> Prompt: Look below for the line that has "Ok(0) => return". Set down the lines from there through the line that has "Err(err) if err.kind() == io::ErrorKind::WouldBlock => return", exactly as written.

Items from a dataset
══════════════════════════════

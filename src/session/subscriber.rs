//! A subscriber is one client's write-half of its socket connection. The
//! session reader pushes bytes to every subscriber without ever blocking on
//! a slow one: pending bytes that a non-blocking write can't accept yet are
//! queued, and a subscriber is dropped outright on a hard socket error.

use std::io::{self, Write};
use std::os::unix::net::UnixStream;

#[derive(Debug, Clone, Copy, PartialEq, Eq, Hash)]
pub struct SubscriberId(pub u64);

pub struct Subscriber {
    pub id: SubscriberId,
    stream: UnixStream,
    pending: Vec<u8>,
}

impl Subscriber {
    pub fn new(id: SubscriberId, stream: UnixStream) -> io::Result<Self> {
        stream.set_nonblocking(true)?;
        Ok(Subscriber {
            id,
            stream,
            pending: Vec::new(),
        })
    }

    /// Sends `data`, queuing whatever a non-blocking write can't accept
    /// right now. Returns `Err` only on a fatal condition (broken pipe,
    /// connection reset) that means the subscriber must be reaped.
    pub fn send(&mut self, data: &[u8]) -> io::Result<()> {
        if !self.pending.is_empty() {
            self.pending.extend_from_slice(data);
            return self.flush_pending();
        }
        match self.stream.write(data) {
            Ok(n) if n == data.len() => Ok(()),
            Ok(n) => {
                self.pending.extend_from_slice(&data[n..]);
                Ok(())
            }
            Err(err) if err.kind() == io::ErrorKind::WouldBlock => {
                self.pending.extend_from_slice(data);
                Ok(())
            }
            Err(err) => Err(err),
        }
    }

    /// Attempts to drain queued bytes. Call this periodically (the reader
    /// loop does so every cycle) so a subscriber that was briefly slow
    /// catches back up instead of growing its queue forever.
    pub fn flush_pending(&mut self) -> io::Result<()> {
        while !self.pending.is_empty() {
            match self.stream.write(&self.pending) {
                Ok(0) => return Err(io::Error::from(io::ErrorKind::WriteZero)),
                Ok(n) => {
                    self.pending.drain(..n);
                }
                Err(err) if err.kind() == io::ErrorKind::WouldBlock => return Ok(()),
                Err(err) => return Err(err),
            }
        }
        Ok(())
    }

    pub fn try_clone_stream(&self) -> io::Result<UnixStream> {
        self.stream.try_clone()
    }
}

#[cfg(test)]
mod tests {
    use super::*;
    use std::io::Read;

    #[test]
    fn send_buffers_when_socket_would_block() {
        let (a, b) = UnixStream::pair().unwrap();
        let mut sub = Subscriber::new(SubscriberId(1), a).unwrap();

        let chunk = vec![0u8; 64 * 1024];
        for _ in 0..64 {
            sub.send(&chunk).unwrap();
        }
        assert!(!sub.pending.is_empty(), "expected backpressure to queue bytes");

        let mut reader = b;
        reader.set_nonblocking(true).unwrap();
        let mut sink = [0u8; 64 * 1024];
        loop {
            match reader.read(&mut sink) {
                Ok(0) => break,
                Ok(_) => continue,
                Err(ref e) if e.kind() == io::ErrorKind::WouldBlock => break,
                Err(e) => panic!("unexpected read error: {e}"),
            }
        }
        sub.flush_pending().unwrap();
    }

    #[test]
    fn send_to_closed_peer_eventually_errors() {
        let (a, b) = UnixStream::pair().unwrap();
        drop(b);
        let mut sub = Subscriber::new(SubscriberId(2), a).unwrap();
        let big = vec![1u8; 1024 * 1024];
        let mut saw_error = false;
        for _ in 0..64 {
            if sub.send(&big).is_err() {
                saw_error = true;
                break;
            }
        }
        assert!(saw_error, "writing to a closed peer should eventually fail");
    }
}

══════════════════════════════

> Worked solution:
                Ok(0) => return Err(io::Error::from(io::ErrorKind::WriteZero)),
                Ok(n) => {
                    self.pending.drain(..n);
                }
                Err(err) if err.kind() == io::ErrorKind::WouldBlock => return Ok(()),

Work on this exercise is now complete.